Sono rimasta molto colpita lo scorso capodanno quando Google Italia ha mostrato per l’intero periodo che precede la festa, siti inutili creati ad hoc in pochi minuti che avevano lo scopo di posizionarsi nel breve periodo ma che, di fatto, hanno tolto la scena a siti molto più ricchi di informazione che trattavano lo stesso argomento ma che, a differenza dei primi, non mostravano nel nome a dominio la parola “capodanno”. A tal proposito, in quei giorni, ho scritto un post dal titolo: Capodanno a Roma, quando Google presenta SERP poco utili che sottolineava come Google dava troppo valore al nome a dominio.

Il perché Google ha dato importanza ad un nome a dominio è presto detto. Molto spesso è all’interno dello stesso dominio che si trova il brand. Immaginiamo “Nokia”, “Apple” e lo stesso “Google”. Pertanto chi cerca con parole chiavi legate al marchio deve poter vedere nelle primissime posizione il sito del brand, la cui parola si trova quasi sempre nel dominio. Il nome a dominio, però, può contenere anche parole chiavi. E allora, se devo vendere pacchetti vacanze, quale migliore occasione di chiamare “pacchettivacanze.it o .com etc. il mio brand in modo da ottenere due “piccioni con una fava”?

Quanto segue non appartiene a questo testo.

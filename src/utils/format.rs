use std::time::Duration;

/// Human-readable byte count, binary units
pub fn format_bytes(bytes: u64) -> String {
    const UNITS: &[&str] = &["B", "KB", "MB", "GB", "TB"];
    const UNIT_SIZE: f64 = 1024.0;

    let mut size = bytes as f64;
    let mut unit_index = 0;

    while size >= UNIT_SIZE && unit_index < UNITS.len() - 1 {
        size /= UNIT_SIZE;
        unit_index += 1;
    }

    if unit_index == 0 {
        format!("{} {}", bytes, UNITS[0])
    } else {
        format!("{:.2} {}", size, UNITS[unit_index])
    }
}

pub fn format_duration(duration: Duration) -> String {
    let secs = duration.as_secs();
    let hours = secs / 3600;
    let minutes = (secs % 3600) / 60;
    let seconds = secs % 60;

    if hours > 0 {
        format!("{}h {}m {}s", hours, minutes, seconds)
    } else if minutes > 0 {
        format!("{}m {}s", minutes, seconds)
    } else if secs > 0 {
        format!("{}s", seconds)
    } else {
        format!("{}ms", duration.as_millis())
    }
}
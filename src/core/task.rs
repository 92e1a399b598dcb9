use std::path::{Path, PathBuf};
use chrono::{DateTime, Utc};
use super::types::FileOutcome;

#[derive(Debug, Clone, PartialEq, Eq)]
pub enum TaskState {
    Pending,
    InProgress,
    Done(FileOutcome),
}

/// One discovered file. Owned by a single worker once claimed.
#[derive(Debug, Clone)]
pub struct FileTask {
    pub path: PathBuf,
    pub name: String,
    pub size: u64,
    pub state: TaskState,
    pub media_key: Option<String>,
    pub started_at: Option<DateTime<Utc>>,
    pub completed_at: Option<DateTime<Utc>>,
}

impl FileTask {
    pub fn new(path: PathBuf, size: u64) -> Self {
        let name = display_name(&path);
        Self {
            path,
            name,
            size,
            state: TaskState::Pending,
            media_key: None,
            started_at: None,
            completed_at: None,
        }
    }

    pub fn is_valid_transition(from: &TaskState, to: &TaskState) -> bool {
        matches!(
            (from, to),
            (TaskState::Pending, TaskState::InProgress) | (TaskState::InProgress, TaskState::Done(_))
        )
    }

    pub fn start(&mut self) {
        debug_assert!(Self::is_valid_transition(&self.state, &TaskState::InProgress));
        self.state = TaskState::InProgress;
        self.started_at = Some(Utc::now());
    }

    pub fn finish(&mut self, outcome: FileOutcome, media_key: Option<String>) {
        let next = TaskState::Done(outcome);
        debug_assert!(Self::is_valid_transition(&self.state, &next));
        self.state = next;
        self.media_key = media_key;
        self.completed_at = Some(Utc::now());
    }

    pub fn outcome(&self) -> Option<&FileOutcome> {
        match &self.state {
            TaskState::Done(outcome) => Some(outcome),
            _ => None,
        }
    }
}

fn display_name(path: &Path) -> String {
    path.file_name()
        .map(|name| name.to_string_lossy().into_owned())
        .unwrap_or_else(|| path.display().to_string())
}
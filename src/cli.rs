use std::path::PathBuf;
use clap::{Args, Parser, Subcommand};
use gpcli::core::DEFAULT_WORKERS;

#[derive(Parser, Debug)]
#[command(name = "gpcli", version, about = "Google Photos unofficial CLI client")]
pub struct Cli {
    /// Path to config file (default: ./gpcli.config)
    #[arg(short, long, global = true)]
    pub config: Option<PathBuf>,

    /// Set log level: debug, info, warn, error
    #[arg(short, long, default_value = "info", global = true)]
    pub log_level: String,

    /// Suppress all log output except errors (overrides --log-level)
    #[arg(short, long, global = true)]
    pub quiet: bool,

    /// Authentication string (overrides config file)
    #[arg(long, global = true)]
    pub auth: Option<String>,

    #[command(subcommand)]
    pub command: Command,
}

#[derive(Subcommand, Debug)]
pub enum Command {
    /// Upload a file or directory
    Upload(UploadArgs),

    /// Manage authentication
    Auth(AuthArgs),

    /// Download a media item
    Download(DownloadArgs),

    /// Download a thumbnail of a media item
    Thumbnail(ThumbnailArgs),

    /// Move an item to trash, or restore it
    Delete(DeleteArgs),

    /// Archive or unarchive an item
    Archive(ArchiveArgs),

    /// Add or remove an item from favourites
    #[command(alias = "favorite")]
    Favourite(FavouriteArgs),

    /// Set the caption of an item
    Caption(CaptionArgs),
}

#[derive(Args, Debug)]
pub struct UploadArgs {
    pub path: PathBuf,

    /// Include subdirectories
    #[arg(short, long)]
    pub recursive: bool,

    /// Number of upload workers
    #[arg(short, long, default_value_t = DEFAULT_WORKERS)]
    pub threads: usize,

    /// Force upload even if the file exists
    #[arg(short, long)]
    pub force: bool,

    /// Delete from host after upload
    #[arg(short, long)]
    pub delete: bool,

    /// Disable file type filtering
    #[arg(long, alias = "df")]
    pub disable_filter: bool,
}

#[derive(Args, Debug)]
pub struct AuthArgs {
    #[command(subcommand)]
    pub command: Option<AuthCommand>,
}

#[derive(Subcommand, Debug)]
pub enum AuthCommand {
    /// Add a new authentication
    Add { auth_string: String },

    /// Remove an authentication by number or email
    #[command(alias = "rm")]
    Remove { identifier: String },

    /// List all authentications
    #[command(alias = "ls")]
    List,

    /// Set active authentication (supports partial matching)
    #[command(alias = "select")]
    Set { identifier: String },

    /// Print the config file path
    File,
}

#[derive(Args, Debug)]
pub struct DownloadArgs {
    /// Media key, dedup key or URL
    pub input: String,

    /// Only print the download URL
    #[arg(long)]
    pub url: bool,

    /// Output file or directory
    #[arg(short, long)]
    pub output: Option<PathBuf>,
}

#[derive(Args, Debug)]
pub struct ThumbnailArgs {
    /// Media key, dedup key or URL
    pub input: String,

    /// Output file or directory
    #[arg(short, long)]
    pub output: Option<PathBuf>,

    #[arg(long)]
    pub width: Option<u32>,

    #[arg(long)]
    pub height: Option<u32>,

    /// Force JPEG output
    #[arg(long)]
    pub jpeg: bool,

    /// Keep the video play-button overlay
    #[arg(long)]
    pub overlay: bool,
}

#[derive(Args, Debug)]
pub struct DeleteArgs {
    pub input: String,

    /// Restore from trash instead
    #[arg(long)]
    pub restore: bool,
}

#[derive(Args, Debug)]
pub struct ArchiveArgs {
    pub input: String,

    #[arg(long)]
    pub unarchive: bool,
}

#[derive(Args, Debug)]
pub struct FavouriteArgs {
    pub input: String,

    /// Remove from favourites instead
    #[arg(long)]
    pub remove: bool,
}

#[derive(Args, Debug)]
pub struct CaptionArgs {
    pub input: String,
    pub caption: String,
}

#[cfg(test)]
mod tests {
    use super::*;

    #[test]
    fn test_upload_flags() {
        let cli = Cli::try_parse_from(["gpcli", "-q", "upload", "-r", "-t", "5", "-fd", "--df", "photos"]).unwrap();
        assert!(cli.quiet);
        match cli.command {
            Command::Upload(args) => {
                assert_eq!(args.path, PathBuf::from("photos"));
                assert!(args.recursive && args.force && args.delete && args.disable_filter);
                assert_eq!(args.threads, 5);
            }
            other => panic!("unexpected command {other:?}"),
        }
    }

    #[test]
    fn test_upload_defaults() {
        let cli = Cli::try_parse_from(["gpcli", "upload", "a.jpg"]).unwrap();
        assert_eq!(cli.log_level, "info");
        match cli.command {
            Command::Upload(args) => assert_eq!(args.threads, DEFAULT_WORKERS),
            other => panic!("unexpected command {other:?}"),
        }
    }

    #[test]
    fn test_auth_aliases() {
        let cli = Cli::try_parse_from(["gpcli", "auth", "rm", "2"]).unwrap();
        assert!(matches!(
            cli.command,
            Command::Auth(AuthArgs { command: Some(AuthCommand::Remove { ref identifier }) }) if identifier == "2"
        ));

        let cli = Cli::try_parse_from(["gpcli", "--config", "x.toml", "auth"]).unwrap();
        assert_eq!(cli.config, Some(PathBuf::from("x.toml")));
        assert!(matches!(cli.command, Command::Auth(AuthArgs { command: None })));
    }

    #[test]
    fn test_output_is_optional() {
        let cli = Cli::try_parse_from(["gpcli", "download", "AF1Qxyz"]).unwrap();
        match cli.command {
            Command::Download(args) => {
                assert_eq!(args.input, "AF1Qxyz");
                assert_eq!(args.output, None);
                assert!(!args.url);
            }
            other => panic!("unexpected command {other:?}"),
        }

        let cli = Cli::try_parse_from(["gpcli", "thumbnail", "AF1Qxyz"]).unwrap();
        match cli.command {
            Command::Thumbnail(args) => assert_eq!(args.output, None),
            other => panic!("unexpected command {other:?}"),
        }

        let cli = Cli::try_parse_from(["gpcli", "download", "AF1Qxyz", "-o", "out"]).unwrap();
        match cli.command {
            Command::Download(args) => assert_eq!(args.output, Some(PathBuf::from("out"))),
            other => panic!("unexpected command {other:?}"),
        }
    }
}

Ed è proprio quello che è accaduto soprattutto, ribadisco, in alcuni settori competitivi come quello dei viaggi. E’ così, chi cercava informazioni per trascorrere un “Capodanno a Roma”, per esempio, ha visto nelle prime posizioni della ricerca (SERP)  siti pressoché inutili con il solo vantaggio di avere la parola chiave nel dominio (esempio: capodannoroma.net, capodanno-a-roma.it, etc.).

Le parole di Matt Cutts, dunque, sembrano rassicurare coloro che trovano “spammose” tali situazioni. Google darà meno importanza al dominio pur riconoscendo brand blasonati. La lotta allo spam di BIG G è evidente. Nel corso di questi ultimi mesi stiamo assistendo a frequenti cambiamenti algoritmi di Google che ha nella infrastruttura Caffeine  la punta di diamante.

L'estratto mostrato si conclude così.